**Directions for this task:** Each line in the data holding "must" should be listed.

[Records from a collection]
++++++++++++++++++++

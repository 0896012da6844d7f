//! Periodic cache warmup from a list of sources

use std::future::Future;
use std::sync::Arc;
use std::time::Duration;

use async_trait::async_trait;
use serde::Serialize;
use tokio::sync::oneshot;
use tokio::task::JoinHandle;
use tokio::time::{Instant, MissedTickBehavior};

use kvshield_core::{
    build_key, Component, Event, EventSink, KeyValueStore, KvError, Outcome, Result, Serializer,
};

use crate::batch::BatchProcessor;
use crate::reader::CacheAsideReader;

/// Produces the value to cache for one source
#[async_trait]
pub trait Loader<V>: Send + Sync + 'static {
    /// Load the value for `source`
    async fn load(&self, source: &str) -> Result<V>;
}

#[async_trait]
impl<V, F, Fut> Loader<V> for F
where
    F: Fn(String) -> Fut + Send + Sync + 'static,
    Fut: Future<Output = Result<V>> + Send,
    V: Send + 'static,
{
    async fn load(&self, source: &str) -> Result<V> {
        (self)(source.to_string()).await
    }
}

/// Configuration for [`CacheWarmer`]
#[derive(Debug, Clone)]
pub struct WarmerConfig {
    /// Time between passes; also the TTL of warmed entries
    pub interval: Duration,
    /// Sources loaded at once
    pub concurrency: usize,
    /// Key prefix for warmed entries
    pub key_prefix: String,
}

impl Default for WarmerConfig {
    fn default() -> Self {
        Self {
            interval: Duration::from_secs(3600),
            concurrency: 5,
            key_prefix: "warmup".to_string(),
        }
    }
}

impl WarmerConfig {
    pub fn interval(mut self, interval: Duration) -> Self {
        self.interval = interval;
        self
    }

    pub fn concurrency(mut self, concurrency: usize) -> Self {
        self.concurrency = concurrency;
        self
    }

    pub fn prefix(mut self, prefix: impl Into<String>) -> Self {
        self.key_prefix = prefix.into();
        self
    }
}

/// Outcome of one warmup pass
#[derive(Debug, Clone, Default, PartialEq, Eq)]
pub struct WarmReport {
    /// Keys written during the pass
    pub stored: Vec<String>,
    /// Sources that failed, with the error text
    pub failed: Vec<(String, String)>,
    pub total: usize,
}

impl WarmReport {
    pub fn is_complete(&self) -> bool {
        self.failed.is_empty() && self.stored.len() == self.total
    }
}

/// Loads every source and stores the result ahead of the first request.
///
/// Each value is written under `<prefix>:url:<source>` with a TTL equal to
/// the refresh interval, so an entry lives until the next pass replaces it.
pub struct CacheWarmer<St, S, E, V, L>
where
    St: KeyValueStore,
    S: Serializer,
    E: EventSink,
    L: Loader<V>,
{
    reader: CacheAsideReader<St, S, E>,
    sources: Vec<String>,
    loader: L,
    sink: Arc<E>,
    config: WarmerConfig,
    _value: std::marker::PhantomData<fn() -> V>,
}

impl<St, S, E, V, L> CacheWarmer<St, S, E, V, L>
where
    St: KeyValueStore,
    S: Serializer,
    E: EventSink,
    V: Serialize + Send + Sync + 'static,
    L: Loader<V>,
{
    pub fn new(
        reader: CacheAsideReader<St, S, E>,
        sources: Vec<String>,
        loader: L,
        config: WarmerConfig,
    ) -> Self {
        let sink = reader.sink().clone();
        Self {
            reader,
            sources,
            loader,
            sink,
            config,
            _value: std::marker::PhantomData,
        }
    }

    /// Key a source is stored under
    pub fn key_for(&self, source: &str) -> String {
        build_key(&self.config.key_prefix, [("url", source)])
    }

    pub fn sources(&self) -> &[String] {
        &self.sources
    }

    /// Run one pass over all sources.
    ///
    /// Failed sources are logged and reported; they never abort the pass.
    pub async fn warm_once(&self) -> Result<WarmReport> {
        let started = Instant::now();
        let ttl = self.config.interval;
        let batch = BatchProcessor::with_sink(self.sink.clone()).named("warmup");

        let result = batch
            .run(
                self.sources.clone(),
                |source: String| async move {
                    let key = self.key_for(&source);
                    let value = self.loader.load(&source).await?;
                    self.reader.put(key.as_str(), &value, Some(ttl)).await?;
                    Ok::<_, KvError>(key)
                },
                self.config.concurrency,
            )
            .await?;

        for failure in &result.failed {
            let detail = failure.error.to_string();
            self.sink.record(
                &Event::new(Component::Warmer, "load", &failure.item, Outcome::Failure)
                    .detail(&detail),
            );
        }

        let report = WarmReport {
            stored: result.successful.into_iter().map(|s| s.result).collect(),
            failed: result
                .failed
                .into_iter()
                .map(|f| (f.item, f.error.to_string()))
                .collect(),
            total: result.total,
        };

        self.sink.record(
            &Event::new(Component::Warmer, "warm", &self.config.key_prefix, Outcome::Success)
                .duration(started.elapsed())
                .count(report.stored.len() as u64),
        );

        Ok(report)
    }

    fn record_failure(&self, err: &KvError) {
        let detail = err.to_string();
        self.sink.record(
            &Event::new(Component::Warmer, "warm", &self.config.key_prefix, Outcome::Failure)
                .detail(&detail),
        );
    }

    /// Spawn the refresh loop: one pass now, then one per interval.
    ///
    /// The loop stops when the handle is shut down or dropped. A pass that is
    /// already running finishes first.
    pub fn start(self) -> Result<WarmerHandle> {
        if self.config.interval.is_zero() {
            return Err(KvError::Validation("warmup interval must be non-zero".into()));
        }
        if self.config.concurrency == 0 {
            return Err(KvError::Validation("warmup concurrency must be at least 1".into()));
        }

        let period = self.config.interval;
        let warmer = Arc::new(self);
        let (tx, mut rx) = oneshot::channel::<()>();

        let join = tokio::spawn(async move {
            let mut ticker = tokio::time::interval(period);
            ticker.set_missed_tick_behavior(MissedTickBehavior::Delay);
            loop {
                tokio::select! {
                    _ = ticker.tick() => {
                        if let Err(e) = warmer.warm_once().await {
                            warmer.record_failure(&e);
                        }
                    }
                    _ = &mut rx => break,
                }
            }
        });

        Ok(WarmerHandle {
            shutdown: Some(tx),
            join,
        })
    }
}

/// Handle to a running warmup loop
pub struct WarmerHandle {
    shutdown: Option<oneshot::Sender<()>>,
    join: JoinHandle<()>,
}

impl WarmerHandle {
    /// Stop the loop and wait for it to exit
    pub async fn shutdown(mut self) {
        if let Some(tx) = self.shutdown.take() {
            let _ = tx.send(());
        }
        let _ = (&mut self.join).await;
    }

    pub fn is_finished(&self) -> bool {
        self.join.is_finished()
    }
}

++++++++++++++++++++

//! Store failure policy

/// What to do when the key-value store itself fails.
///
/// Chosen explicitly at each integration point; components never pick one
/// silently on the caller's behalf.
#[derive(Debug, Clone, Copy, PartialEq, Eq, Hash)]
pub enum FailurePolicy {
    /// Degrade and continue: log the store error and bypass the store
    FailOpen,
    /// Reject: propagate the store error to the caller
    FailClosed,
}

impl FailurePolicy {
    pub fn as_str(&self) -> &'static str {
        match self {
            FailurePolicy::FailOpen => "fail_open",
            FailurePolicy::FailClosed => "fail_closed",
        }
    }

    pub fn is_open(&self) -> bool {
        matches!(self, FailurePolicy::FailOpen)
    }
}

++++++++++++++++++++

**Result below:**
            return Err(KvError::Validation("warmup interval must be non-zero".into()));
            return Err(KvError::Validation("warmup concurrency must be at least 1".into()));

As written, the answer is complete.